Folate-targeted nanoparticle delivery of androgen receptor shRNA enhances the sensitivity of hormone-independent prostate cancer to radiotherapy.

Androgen receptor (AR) plays a crucial role in the development and progression of prostate cancer (PCa). PCa patients typically receive androgen deprivation therapy; nonetheless, these patients eventually develop castration and radiation resistance. We hypothesized that we could further improve radiotherapeutic efficacy of hormone-independent PCa (HIPC) by silencing AR. In this study, nanoparticle (NP) AR-shRNA was formulated using folate-targeted H1 nanopolymer. We demonstrated that NP AR-shRNA enhances PCa radiosensitivity as indicated by the inhibition of cell growth, increased apoptosis, and increased cell cycle arrest in AR-dependent HIPC in vitro.
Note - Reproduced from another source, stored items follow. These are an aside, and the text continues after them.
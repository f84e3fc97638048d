//! Spin animator: `Idle -> Spinning -> Idle`.
//!
//! A spin is planned up front (start, target, start time, duration, curve)
//! and then sampled against the clock. Sampling is a pure function of time,
//! so the frame rate only affects what gets drawn in between, never where
//! the wheel stops.

use serde::{Deserialize, Serialize};

use crate::api::config::WheelConfig;
use crate::api::types::SpinRefused;
use crate::core::geometry::FULL_TURN;
use crate::core::rng::SpinRng;
use crate::extensions::easing::{ease, Easing};

/// A spin in flight.
#[derive(Debug, Clone, Copy, PartialEq, Serialize, Deserialize)]
pub struct SpinPlan {
    pub start_rotation: f64,
    pub final_rotation: f64,
    pub started_at_ms: f64,
    pub duration_ms: f64,
    pub easing: Easing,
}

impl SpinPlan {
    /// Normalized progress [0, 1].
    pub fn progress(&self, now_ms: f64) -> f64 {
        if self.duration_ms <= 0.0 {
            1.0
        } else {
            ((now_ms - self.started_at_ms) / self.duration_ms).clamp(0.0, 1.0)
        }
    }

    /// Rotation at a point in time. Exactly `final_rotation` once progress reaches 1.
    pub fn rotation_at(&self, now_ms: f64) -> f64 {
        let p = self.progress(now_ms);
        if p >= 1.0 {
            self.final_rotation
        } else {
            ease(self.start_rotation, self.final_rotation, p, self.easing)
        }
    }

    pub fn is_finished(&self, now_ms: f64) -> bool {
        self.progress(now_ms) >= 1.0
    }
}

/// Whole cosmetic turns for a spin, uniform over `[min_turns, max_turns)`.
/// Always an integer so the turn term is an exact multiple of 360.
pub fn whole_turns(config: &WheelConfig, r: f64) -> u32 {
    let span = config.max_turns.saturating_sub(config.min_turns);
    if span == 0 {
        return config.min_turns;
    }
    let extra = (r.clamp(0.0, 1.0) * f64::from(span)).floor() as u32;
    config.min_turns + extra.min(span - 1)
}

/// Draw a target rotation: `current + turns * 360 + offset`, `offset` in [0, 360).
/// The offset alone decides the winner.
pub fn plan_target(current: f64, config: &WheelConfig, rng: &mut impl SpinRng) -> f64 {
    let turns = whole_turns(config, rng.next_f64());
    let offset = rng.next_f64() * FULL_TURN;
    current + f64::from(turns) * FULL_TURN + offset
}

/// Drives one wheel's rotation.
#[derive(Debug, Clone, Default)]
pub struct SpinAnimator {
    rotation: f64,
    spin: Option<SpinPlan>,
}

impl SpinAnimator {
    pub fn new(rotation: f64) -> Self {
        Self {
            rotation,
            spin: None,
        }
    }

    /// Current rotation in degrees.
    pub fn rotation(&self) -> f64 {
        self.rotation
    }

    pub fn is_spinning(&self) -> bool {
        self.spin.is_some()
    }

    /// The spin in flight, if any.
    pub fn plan(&self) -> Option<&SpinPlan> {
        self.spin.as_ref()
    }

    /// Check whether a spin over `entry_count` entries may start.
    pub fn check_start(&self, entry_count: usize) -> Result<(), SpinRefused> {
        if self.spin.is_some() {
            return Err(SpinRefused::AlreadySpinning);
        }
        if entry_count < 2 {
            return Err(SpinRefused::NotEnoughEntries { count: entry_count });
        }
        Ok(())
    }

    /// Start a spin. On refusal nothing changes, the RNG included.
    pub fn start(
        &mut self,
        entry_count: usize,
        now_ms: f64,
        config: &WheelConfig,
        rng: &mut impl SpinRng,
    ) -> Result<SpinPlan, SpinRefused> {
        self.check_start(entry_count)?;
        let plan = SpinPlan {
            start_rotation: self.rotation,
            final_rotation: plan_target(self.rotation, config, rng),
            started_at_ms: now_ms,
            duration_ms: config.spin_duration_ms,
            easing: config.easing,
        };
        self.spin = Some(plan);
        Ok(plan)
    }

    /// Advance to `now_ms`. Returns the final rotation on the call that
    /// completes the spin, and `None` on every other call.
    pub fn advance(&mut self, now_ms: f64) -> Option<f64> {
        let plan = self.spin?;
        self.rotation = plan.rotation_at(now_ms);
        if plan.is_finished(now_ms) {
            self.spin = None;
            Some(plan.final_rotation)
        } else {
            None
        }
    }
}
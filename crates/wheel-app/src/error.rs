use wheel_engine::{ConfigError, EntryId, SpinRefused};

use crate::wheels::WheelId;

#[derive(Debug, thiserror::Error)]
pub enum StoreError {
    #[error("entry not found: {0}")]
    EntryNotFound(EntryId),
    #[error("wheel not found: {0}")]
    WheelNotFound(WheelId),
    #[error("text must not be empty")]
    EmptyText,
    #[error("weight must be positive and finite, got {0}")]
    InvalidWeight(f64),
    #[error("spin duration {0} ms is out of range")]
    InvalidDuration(f64),
    #[error("reorder must list every current entry exactly once")]
    InvalidOrder,
    #[error("fixture data is malformed: {0}")]
    Fixture(#[from] serde_json::Error),
}

#[derive(Debug, thiserror::Error)]
pub enum SessionError {
    #[error("spin refused: {0}")]
    Refused(#[from] SpinRefused),
    #[error(transparent)]
    Store(#[from] StoreError),
    #[error(transparent)]
    Config(#[from] ConfigError),
}
//! Async collaborators around the wheel engine: in-memory stores with
//! simulated latency, bundled fixtures, and the spin session that ties them
//! together.

pub mod clock;
pub mod entries;
pub mod error;
pub mod fixtures;
pub mod history;
pub mod latency;
pub mod session;
pub mod wheels;

pub use clock::{unix_ms, TokioClock};
pub use entries::{EntryPatch, EntryRecord, EntryStore, NewEntry, DEFAULT_PALETTE};
pub use error::{SessionError, StoreError};
pub use history::{HistoryStore, NewSpinRecord, SpinRecord, HISTORY_DISPLAY_LIMIT};
pub use latency::Latency;
pub use session::{SpinSession, DEFAULT_FRAME, MIN_FRAME};
pub use wheels::{NewWheel, WheelId, WheelPatch, WheelRecord, WheelStore};
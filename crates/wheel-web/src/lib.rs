//! Browser bridge for the wheel engine.
//!
//! wasm-bindgen cannot export generic structs, so a single `WheelRunner`
//! lives in a `thread_local!` and the host talks to it through free
//! functions. Structured data crosses the boundary as JSON strings.

pub mod runner;

pub use runner::WheelRunner;

use std::cell::RefCell;

use wasm_bindgen::prelude::*;

thread_local! {
    static RUNNER: RefCell<Option<WheelRunner>> = const { RefCell::new(None) };
}

/// Run `f` against the runner, or return `default` before `wheel_init`.
fn with_runner<T>(default: T, f: impl FnOnce(&mut WheelRunner) -> T) -> T {
    RUNNER.with(|cell| match cell.borrow_mut().as_mut() {
        Some(runner) => f(runner),
        None => {
            // The logger is installed by wheel_init, so go straight to the console.
            web_sys::console::warn_1(&JsValue::from_str(
                "wheel: not initialized, call wheel_init() first",
            ));
            default
        }
    })
}

/// Create the wheel. A zero seed draws one from `Math.random()`.
#[wasm_bindgen]
pub fn wheel_init(seed: u64) {
    console_error_panic_hook::set_once();
    let _ = console_log::init_with_level(log::Level::Info);

    let seed = if seed == 0 {
        (js_sys::Math::random() * u64::MAX as f64) as u64
    } else {
        seed
    };
    match WheelRunner::new(seed) {
        Ok(runner) => {
            RUNNER.with(|cell| *cell.borrow_mut() = Some(runner));
            log::info!("wheel: initialized");
        }
        Err(err) => log::error!("wheel: init failed: {}", err),
    }
}

/// Replace entries from a JSON array of `{id, text, color, weight?}`.
#[wasm_bindgen]
pub fn wheel_set_entries(json: &str) -> bool {
    with_runner(false, |r| r.set_entries_json(json))
}

/// Apply a JSON config object; missing fields take their defaults.
#[wasm_bindgen]
pub fn wheel_configure(json: &str) -> bool {
    with_runner(false, |r| r.configure_json(json))
}

#[wasm_bindgen]
pub fn wheel_spin() -> bool {
    with_runner(false, |r| r.spin())
}

#[wasm_bindgen]
pub fn wheel_tick(dt_seconds: f64) {
    with_runner((), |r| r.tick(dt_seconds));
}

#[wasm_bindgen]
pub fn wheel_rotation() -> f64 {
    with_runner(0.0, |r| r.rotation())
}

#[wasm_bindgen]
pub fn wheel_is_spinning() -> bool {
    with_runner(false, |r| r.is_spinning())
}

/// The completed spin as JSON, once. Empty string when nothing is pending.
#[wasm_bindgen]
pub fn wheel_take_winner() -> String {
    with_runner(String::new(), |r| r.take_winner_json())
}

/// Segment layout in wheel space, as JSON.
#[wasm_bindgen]
pub fn wheel_segments() -> String {
    with_runner(String::from("[]"), |r| r.segments_json())
}

/// `[x, y]` offset from the wheel center for a segment's label, at the
/// current rotation. Empty when `index` is out of range.
#[wasm_bindgen]
pub fn wheel_label_anchor(index: u32, radius: f64) -> Vec<f64> {
    with_runner(Vec::new(), |r| {
        r.label_anchor(index as usize, radius)
            .map(|xy| xy.to_vec())
            .unwrap_or_default()
    })
}

/// Segment under a screen angle (0 = pointer), or -1 for an empty wheel.
#[wasm_bindgen]
pub fn wheel_segment_at(screen_degrees: f64) -> i32 {
    with_runner(-1, |r| {
        r.segment_at_screen(screen_degrees)
            .and_then(|i| i32::try_from(i).ok())
            .unwrap_or(-1)
    })
}
//! Spin history: append-only log of winners.

use serde::{Deserialize, Serialize};
use tokio::sync::RwLock;
use wheel_engine::{Entry, SpinResult};

use crate::clock::unix_ms;
use crate::latency::Latency;
use crate::wheels::WheelId;

/// How many results the history panel shows.
pub const HISTORY_DISPLAY_LIMIT: usize = 10;

#[derive(Debug, Clone, PartialEq, Serialize, Deserialize)]
pub struct SpinRecord {
    pub id: u32,
    pub wheel_id: WheelId,
    pub winner: Entry,
    pub final_rotation_degrees: f64,
    pub timestamp_ms: i64,
}

#[derive(Debug, Clone, PartialEq, Serialize, Deserialize)]
pub struct NewSpinRecord {
    pub wheel_id: WheelId,
    pub winner: Entry,
    pub final_rotation_degrees: f64,
}

impl NewSpinRecord {
    pub fn from_result(wheel_id: WheelId, result: SpinResult) -> Self {
        Self {
            wheel_id,
            winner: result.winner,
            final_rotation_degrees: result.final_rotation_degrees,
        }
    }
}

pub struct HistoryStore {
    records: RwLock<Vec<SpinRecord>>,
    latency: Latency,
}

impl HistoryStore {
    pub fn new(latency: Latency) -> Self {
        Self::with_records(Vec::new(), latency)
    }

    pub fn with_records(records: Vec<SpinRecord>, latency: Latency) -> Self {
        Self {
            records: RwLock::new(records),
            latency,
        }
    }

    /// Every record, oldest first.
    pub async fn list(&self) -> Vec<SpinRecord> {
        self.latency.light().await;
        self.records.read().await.clone()
    }

    /// The last [`HISTORY_DISPLAY_LIMIT`] records, oldest first.
    pub async fn recent(&self) -> Vec<SpinRecord> {
        self.latency.light().await;
        let records = self.records.read().await;
        let skip = records.len().saturating_sub(HISTORY_DISPLAY_LIMIT);
        records[skip..].to_vec()
    }

    pub async fn by_wheel(&self, wheel_id: WheelId) -> Vec<SpinRecord> {
        self.latency.light().await;
        self.records
            .read()
            .await
            .iter()
            .filter(|r| r.wheel_id == wheel_id)
            .cloned()
            .collect()
    }

    pub async fn record(&self, new: NewSpinRecord) -> SpinRecord {
        self.latency.light().await;
        let mut records = self.records.write().await;
        let next_id = records.iter().map(|r| r.id).max().unwrap_or(0) + 1;
        let record = SpinRecord {
            id: next_id,
            wheel_id: new.wheel_id,
            winner: new.winner,
            final_rotation_degrees: new.final_rotation_degrees,
            timestamp_ms: unix_ms(),
        };
        records.push(record.clone());
        log::debug!("spin #{} recorded: '{}'", next_id, record.winner.text);
        record
    }

    pub async fn clear(&self) {
        self.latency.light().await;
        self.records.write().await.clear();
        log::debug!("history cleared");
    }
}

#[cfg(test)]
mod tests {
    use super::*;

    fn spin(wheel: u32, text: &str) -> NewSpinRecord {
        NewSpinRecord {
            wheel_id: WheelId(wheel),
            winner: Entry::new(1, text, "#06B6D4"),
            final_rotation_degrees: 1500.0,
        }
    }

    #[tokio::test]
    async fn record_appends_with_sequential_ids() {
        let store = HistoryStore::new(Latency::none());
        let a = store.record(spin(1, "a")).await;
        let b = store.record(spin(1, "b")).await;
        assert_eq!((a.id, b.id), (1, 2));
        assert_eq!(store.list().await, vec![a, b]);
    }

    #[tokio::test]
    async fn recent_is_capped_at_ten_newest() {
        let store = HistoryStore::new(Latency::none());
        for i in 0..15 {
            store.record(spin(1, &format!("spin {}", i))).await;
        }
        let recent = store.recent().await;
        assert_eq!(recent.len(), HISTORY_DISPLAY_LIMIT);
        assert_eq!(recent[0].winner.text, "spin 5");
        assert_eq!(recent[9].winner.text, "spin 14");
        assert_eq!(store.list().await.len(), 15);
    }

    #[tokio::test]
    async fn filters_by_wheel() {
        let store = HistoryStore::new(Latency::none());
        store.record(spin(1, "a")).await;
        store.record(spin(2, "b")).await;
        store.record(spin(1, "c")).await;
        let texts: Vec<_> = store
            .by_wheel(WheelId(1))
            .await
            .into_iter()
            .map(|r| r.winner.text)
            .collect();
        assert_eq!(texts, ["a", "c"]);
    }

    #[tokio::test]
    async fn clear_drops_everything() {
        let store = HistoryStore::new(Latency::none());
        store.record(spin(1, "a")).await;
        store.clear().await;
        assert!(store.recent().await.is_empty());
        let next = store.record(spin(1, "b")).await;
        assert_eq!(next.id, 1);
    }

    #[test]
    fn from_result_keeps_winner_and_rotation() {
        let result = SpinResult {
            winner: Entry::new(4, "Dave", "#10B981"),
            winner_index: 3,
            final_rotation_degrees: 450.0,
            completed_at_ms: 3000.0,
        };
        let new = NewSpinRecord::from_result(WheelId(2), result);
        assert_eq!(new.winner.text, "Dave");
        assert_eq!(new.final_rotation_degrees, 450.0);
        assert_eq!(new.wheel_id, WheelId(2));
    }
}
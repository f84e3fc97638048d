//! Randomness for spin targets.
//! Not cryptographically secure; a seedable xorshift64 keeps spins replayable.

/// Source of uniform floats in `[0, 1)`.
pub trait SpinRng {
    fn next_f64(&mut self) -> f64;
}

/// Seedable pseudo-random number generator (xorshift64).
#[derive(Debug, Clone)]
pub struct Xorshift64 {
    state: u64,
}

impl Xorshift64 {
    pub fn new(seed: u64) -> Self {
        Xorshift64 {
            state: if seed == 0 { 1 } else { seed },
        }
    }

    pub fn next_u64(&mut self) -> u64 {
        let mut x = self.state;
        x ^= x << 13;
        x ^= x >> 7;
        x ^= x << 17;
        self.state = x;
        x
    }
}

impl SpinRng for Xorshift64 {
    /// Top 53 bits mapped onto [0, 1), so every output is exactly representable.
    fn next_f64(&mut self) -> f64 {
        (self.next_u64() >> 11) as f64 / (1u64 << 53) as f64
    }
}

impl<R: SpinRng + ?Sized> SpinRng for &mut R {
    fn next_f64(&mut self) -> f64 {
        (**self).next_f64()
    }
}

/// Replays a fixed list of values, cycling when exhausted.
/// Handy for pinning a spin to a known target.
#[derive(Debug, Clone)]
pub struct SequenceRng {
    values: Vec<f64>,
    cursor: usize,
}

impl SequenceRng {
    /// Values outside `[0, 1)` are clamped into range.
    pub fn new(values: impl Into<Vec<f64>>) -> Self {
        let values = values
            .into()
            .into_iter()
            .map(|v| v.clamp(0.0, 1.0 - f64::EPSILON))
            .collect();
        Self { values, cursor: 0 }
    }
}

impl SpinRng for SequenceRng {
    fn next_f64(&mut self) -> f64 {
        if self.values.is_empty() {
            return 0.0;
        }
        let v = self.values[self.cursor % self.values.len()];
        self.cursor += 1;
        v
    }
}

#[cfg(test)]
mod tests {
    use super::*;

    #[test]
    fn rng_deterministic() {
        let mut rng1 = Xorshift64::new(42);
        let mut rng2 = Xorshift64::new(42);
        for _ in 0..10 {
            assert_eq!(rng1.next_f64(), rng2.next_f64());
        }
    }

    #[test]
    fn rng_zero_seed_handled() {
        let mut rng = Xorshift64::new(0);
        let v = rng.next_f64();
        assert!(v > 0.0);
    }

    #[test]
    fn floats_stay_in_unit_interval() {
        let mut rng = Xorshift64::new(7);
        for _ in 0..10_000 {
            let v = rng.next_f64();
            assert!((0.0..1.0).contains(&v), "out of range: {}", v);
        }
    }

    #[test]
    fn sequence_cycles_and_clamps() {
        let mut rng = SequenceRng::new(vec![0.25, 2.0]);
        assert_eq!(rng.next_f64(), 0.25);
        assert!(rng.next_f64() < 1.0);
        assert_eq!(rng.next_f64(), 0.25);
    }
}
The radiosensitizing effect of NP AR-shRNA could be validated in vivo, as NP AR-shRNA significantly suppressed tumor growth and prolonged the survival of HIPC tumor-bearing mice. Analysis at the molecular level revealed that NP AR-shRNA inhibits DNA damage repair signaling pathways. Our study supports further investigation of NP AR-shRNA for the improvement of radiotherapy efficacy in HIPC.